Competitive ELISAs are commonly used for small molecules, when the protein of interest is too small to efficiently sandwich with two antibodies. Similar to a sandwich ELISA, a capture antibody is coated on a microplate. Instead of using a conjugated detection antibody, a conjugated antigen is used to complete for binding with the antigen present in the sample. The more antigen present in the sample, the less conjugated antigen will bind to the capture antibody. Substrate is added and the signal produced is inversely proportional to the amount of protein present in the sample.

When to Use: Determining concentrations of a small molecules and hormones.

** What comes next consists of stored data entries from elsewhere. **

//! # Robin Hood Hash Table
//!
//! Open-addressed hash table with Robin Hood displacement and
//! backward-shift deletion. Every occupied slot records its probe
//! sequence length (PSL): the distance from the key's ideal slot.
//! Scanning forward from any ideal slot, PSLs never decrease until an
//! empty slot is reached, which bounds probe chains and keeps lookups
//! cheap even near the load limit.
//!
//! Deletion shifts the tail of the probe chain back one slot instead of
//! leaving a tombstone, so chains stay contiguous and never accumulate
//! dead slots.
//!
//! Capacity is a power of two, tracked as its base-2 logarithm. The table
//! grows past 80% load and shrinks under 40%, down to a floor of
//! 2^[`MIN_BITS`] slots, always by rehashing into a freshly sized slot
//! array.

use tracing::debug;

use crate::error::{Error, Result};
use crate::traits::WordMap;

/// Smallest permitted capacity, as a base-2 logarithm (16 slots).
pub const MIN_BITS: u32 = 4;

/// Load threshold, in percent. Grow above it; shrink under it relative to
/// the next size down.
const LOAD_FACTOR_PCT: usize = 80;

/// Width of the multiplicative hash, chosen at construction.
///
/// Each width carries its own odd constant; the ideal slot is the high
/// `bits` bits of `key * constant` in that width.
#[derive(Debug, Clone, Copy, PartialEq, Eq)]
pub enum KeyWidth {
    /// 32-bit product; keys are truncated to their low 32 bits.
    U32,
    /// 64-bit product over the full key.
    U64,
}

impl KeyWidth {
    /// Widest usable table for this hash, as a base-2 logarithm. Growth
    /// stops here: past it the product has no high bits left to take.
    fn max_bits(self) -> u32 {
        match self {
            KeyWidth::U32 => 32,
            KeyWidth::U64 => 64,
        }
    }

    fn ideal_slot(self, key: u64, bits: u32) -> usize {
        match self {
            KeyWidth::U32 => {
                let shift = 32u32.saturating_sub(bits);
                ((key as u32).wrapping_mul(123_456_789) >> shift) as usize
            }
            KeyWidth::U64 => {
                let shift = 64u32.saturating_sub(bits);
                (key.wrapping_mul(1_234_567_891_234_567_891) >> shift) as usize
            }
        }
    }
}

/// PSL -1 marks an empty slot; occupied slots always hold a value.
struct Slot<V> {
    key: u64,
    psl: i32,
    value: Option<V>,
}

impl<V> Slot<V> {
    fn empty() -> Self {
        Self {
            key: 0,
            psl: -1,
            value: None,
        }
    }
}

/// Open-addressed Robin Hood map from full-width integer keys to `V`
pub struct RobinHoodTable<V> {
    slots: Vec<Slot<V>>,
    load: usize,
    bits: u32,
    width: KeyWidth,
}

impl<V> RobinHoodTable<V> {
    /// Create an empty table with 2^`bits` slots and a 64-bit hash.
    pub fn new(bits: u32) -> Result<Self> {
        Self::with_width(bits, KeyWidth::U64)
    }

    /// Create an empty table with an explicit hash width.
    ///
    /// Returns [`Error::InvalidCapacity`] if `bits` is under [`MIN_BITS`];
    /// slot allocation failure is reported without side effects.
    pub fn with_width(bits: u32, width: KeyWidth) -> Result<Self> {
        if bits < MIN_BITS {
            return Err(Error::InvalidCapacity {
                bits,
                min: MIN_BITS,
            });
        }
        let capacity = 1usize << bits;
        let mut slots = Vec::new();
        slots
            .try_reserve_exact(capacity)
            .map_err(|_| Error::AllocationFailed {
                what: "allocating table slots",
            })?;
        slots.resize_with(capacity, Slot::empty);
        Ok(Self {
            slots,
            load: 0,
            bits,
            width,
        })
    }

    /// Number of keys held.
    pub fn len(&self) -> usize {
        self.load
    }

    /// Check if empty
    pub fn is_empty(&self) -> bool {
        self.load == 0
    }

    /// Current slot count.
    pub fn capacity(&self) -> usize {
        self.slots.len()
    }

    /// Base-2 logarithm of the slot count.
    pub fn bits(&self) -> u32 {
        self.bits
    }

    /// Occupied fraction of the slot array.
    pub fn load_factor(&self) -> f64 {
        self.load as f64 / self.slots.len() as f64
    }

    /// Probe for `key` from its ideal slot.
    ///
    /// Returns `(slot, psl, found)`. When not found, `slot` is the
    /// insertion point: the first slot whose resident PSL is below the PSL
    /// the key has accrued, which an incoming entry is entitled to steal.
    fn search(&self, key: u64) -> (usize, i32, bool) {
        let mask = self.slots.len() - 1;
        let mut idx = self.width.ideal_slot(key, self.bits);
        let mut psl = 0i32;
        loop {
            let slot = &self.slots[idx];
            if slot.psl >= 0 && slot.key == key {
                return (idx, slot.psl, true);
            }
            if slot.psl < psl {
                return (idx, psl, false);
            }
            idx = (idx + 1) & mask;
            psl += 1;
        }
    }

    /// Look up the value for `key`, or `None` if absent.
    pub fn get(&self, key: u64) -> Option<&V> {
        let (idx, _, found) = self.search(key);
        if found {
            self.slots[idx].value.as_ref()
        } else {
            None
        }
    }

    /// Store or delete a value for `key`.
    ///
    /// `Some(value)` inserts or replaces; `None` deletes (a no-op for an
    /// absent key). Either direction may rehash the table; a failed
    /// reservation is reported with the slot array unchanged. A failed
    /// shrink reservation still leaves the key deleted.
    pub fn set(&mut self, key: u64, value: Option<V>) -> Result<()> {
        match value {
            Some(value) => {
                if self.load * 100 > self.slots.len() * LOAD_FACTOR_PCT
                    && self.bits < self.width.max_bits()
                {
                    self.resize(self.bits + 1)?;
                }
                self.insert(key, value);
                Ok(())
            }
            None => {
                if self.delete(key)
                    && self.bits > MIN_BITS
                    && self.load * 100 < (self.slots.len() / 2) * LOAD_FACTOR_PCT
                {
                    self.resize(self.bits - 1)?;
                }
                Ok(())
            }
        }
    }

    /// Robin Hood insert: probe to the insertion point, and when it is
    /// occupied by a smaller-PSL resident, swap the incoming entry in and
    /// keep probing with the evicted one until an empty slot absorbs the
    /// chain. Load counts only the final placement into an empty slot.
    fn insert(&mut self, key: u64, value: V) {
        let mut entry = (key, Some(value));
        loop {
            let (idx, psl, found) = self.search(entry.0);
            let incoming = Slot {
                key: entry.0,
                psl,
                value: entry.1.take(),
            };
            let evicted = std::mem::replace(&mut self.slots[idx], incoming);
            if found {
                break;
            }
            if evicted.psl < 0 {
                self.load += 1;
                break;
            }
            entry = (evicted.key, evicted.value);
        }
    }

    /// Backward-shift delete: pull each following slot one position
    /// earlier (PSL minus one) until a slot that is empty or already ideal
    /// ends the chain. No tombstones.
    fn delete(&mut self, key: u64) -> bool {
        let (idx, _, found) = self.search(key);
        if !found {
            return false;
        }
        let mask = self.slots.len() - 1;
        let mut at = idx;
        loop {
            let next = (at + 1) & mask;
            if self.slots[next].psl <= 0 {
                break;
            }
            self.slots.swap(at, next);
            self.slots[at].psl -= 1;
            at = next;
        }
        self.slots[at] = Slot::empty();
        self.load -= 1;
        true
    }

    /// Rehash every entry into a fresh table of 2^`bits` slots.
    fn resize(&mut self, bits: u32) -> Result<()> {
        let mut fresh = Self::with_width(bits, self.width)?;
        for slot in self.slots.drain(..) {
            if let Some(value) = slot.value {
                fresh.insert(slot.key, value);
            }
        }
        debug!(bits, load = fresh.load, "table rehashed");
        *self = fresh;
        Ok(())
    }
}

impl WordMap for RobinHoodTable<u64> {
    fn put(&mut self, key: u64, value: u64) -> Result<()> {
        self.set(key, Some(value))
    }

    fn get(&self, key: u64) -> Option<u64> {
        RobinHoodTable::get(self, key).copied()
    }
}

#[cfg(test)]
mod tests {
    use super::*;

    #[test]
    fn test_bits_floor() {
        let err = match RobinHoodTable::<u64>::new(3) {
            Err(err) => err,
            Ok(_) => panic!("bits below the floor must be rejected"),
        };
        assert_eq!(err.error_code(), "INVALID_CAPACITY");
        assert!(!err.is_recoverable());
        assert!(RobinHoodTable::<u64>::new(4).is_ok());
    }

    #[test]
    fn test_set_get_roundtrip() {
        let mut table = RobinHoodTable::new(4).unwrap();
        table.set(42, Some(0u64)).unwrap();
        assert_eq!(table.get(42), Some(&0));
        assert_eq!(table.get(43), None);
        assert_eq!(table.len(), 1);
    }

    #[test]
    fn test_replace_keeps_load() {
        let mut table = RobinHoodTable::new(4).unwrap();
        table.set(7, Some("a")).unwrap();
        table.set(7, Some("b")).unwrap();
        assert_eq!(table.get(7), Some(&"b"));
        assert_eq!(table.len(), 1);
    }

    #[test]
    fn test_delete_absent_is_noop() {
        let mut table: RobinHoodTable<u64> = RobinHoodTable::new(4).unwrap();
        table.set(1, Some(1)).unwrap();
        table.set(2, None).unwrap();
        assert_eq!(table.len(), 1);
        assert_eq!(table.get(1), Some(&1));
    }

    #[test]
    fn test_key_zero() {
        let mut table = RobinHoodTable::new(4).unwrap();
        assert_eq!(table.get(0), None);
        table.set(0, Some(5u64)).unwrap();
        assert_eq!(table.get(0), Some(&5));
        table.set(0, None).unwrap();
        assert_eq!(table.get(0), None);
    }

    #[test]
    fn test_grow_trigger() {
        let mut table = RobinHoodTable::new(4).unwrap();
        // 16 slots; load 13 makes 13 * 100 > 16 * 80 true, so the grow
        // happens before the 14th insert, not the 13th.
        for key in 0..13u64 {
            table.set(key, Some(key)).unwrap();
            assert_eq!(table.bits(), 4);
        }
        table.set(13, Some(13)).unwrap();
        assert_eq!(table.bits(), 5);
        for key in 0..14u64 {
            assert_eq!(table.get(key), Some(&key));
        }
    }

    #[test]
    fn test_shrink_trigger_and_floor() {
        let mut table = RobinHoodTable::new(4).unwrap();
        for key in 0..20u64 {
            table.set(key, Some(key)).unwrap();
        }
        assert_eq!(table.bits(), 5);
        // 32 slots shrink when load falls under 80% of 16 = 12.8.
        for key in (13..20u64).rev() {
            table.set(key, None).unwrap();
        }
        assert_eq!(table.bits(), 5);
        table.set(12, None).unwrap();
        assert_eq!(table.bits(), 4);
        // Never below the floor.
        for key in 0..12u64 {
            table.set(key, None).unwrap();
        }
        assert_eq!(table.bits(), 4);
        assert!(table.is_empty());
    }

    #[test]
    fn test_ideal_slot_at_full_hash_width() {
        // The shift stays in range once bits reaches the hash width.
        for key in [0u64, 1, 0xDEAD_BEEF, u64::MAX] {
            assert!((KeyWidth::U32.ideal_slot(key, 32) as u64) < 1u64 << 32);
            assert!((KeyWidth::U32.ideal_slot(key, 40) as u64) < 1u64 << 32);
            let _ = KeyWidth::U64.ideal_slot(key, 64);
        }
    }

    #[test]
    fn test_width_u32_distributes() {
        let mut table = RobinHoodTable::with_width(4, KeyWidth::U32).unwrap();
        for key in 0..10u64 {
            table.set(key, Some(key + 1)).unwrap();
        }
        for key in 0..10u64 {
            assert_eq!(table.get(key), Some(&(key + 1)));
        }
    }
}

  • Ability to quantitate small molecules


  • Less specific since you are only using 1 antibody
  • Requires a conjugated antigen

Diagram of a competitive ELISA


Why use a direct vs indirect ELISA?

The difference in a direct vs indirect ELISA is in the detection method of the immobilized antigen on an ELISA plate. Direct ELISAs use a conjugated primary antibody, while indirect ELISAs include an additional amplification step. In an indirect ELISA, an unconjugated primary antibody binds to the antigen, then a labeled secondary antibody directed against the host species of the primary antibody binds to the primary antibody. Indirect ELISAs can be more sensitive than direct ELISA detection methods due to the amplification step, but there is also the risk of cross-reactivity with the antigen, which could cause higher background. Indirect ELISAs also take longer due to the extra step. An advantage to using indirect detection is that you can use the same secondary antibody for multiple different assays, eliminating the need to conjugate primary antibodies for every ELISA.

Why use an ELISA over other techniques?

There are many different immunoassay platforms available to measure to quantitate protein levels in biological fluids. ELISAs are preferred in many cases due to their sensitivity, specificity, accuracy, and ability to tolerate harsh buffers or pretreatments. Comparing an ELISA to a Western blot, sandwich ELISAs use 2 specific antibodies rather than one and allow for completely quantitative results, while a Western blot can see non-specific bands and are semi-quantitative at best. An advantage of ELISAs over different multiplexing platforms is the ability to customize the assay for that antigen and not having to worry about many other antibodies and proteins working together. The potential of observing cross-reactivity or interference is minimized and you can push the sensitivity limits.

Why is an ELISA test so sensitive?

ELISAs tend to be the most sensitive immunoassays due to the binding characteristics of the antibodies and the amplification or different read-out systems used.  Sample volumes can also be adjusted when you have a very low abundant protein.  As discussed above, indirect ELISAs allow for the amplification of signal by using a secondary antibody.  Other amplification systems can also be used in ELISAs to make High Sensitivity ELISA Kits, where an additional amplification step is used to increase the sensitivity.  Examples of these extra amplification systems are Alkaline Phosphatase or and Streptavidin HPR polymer.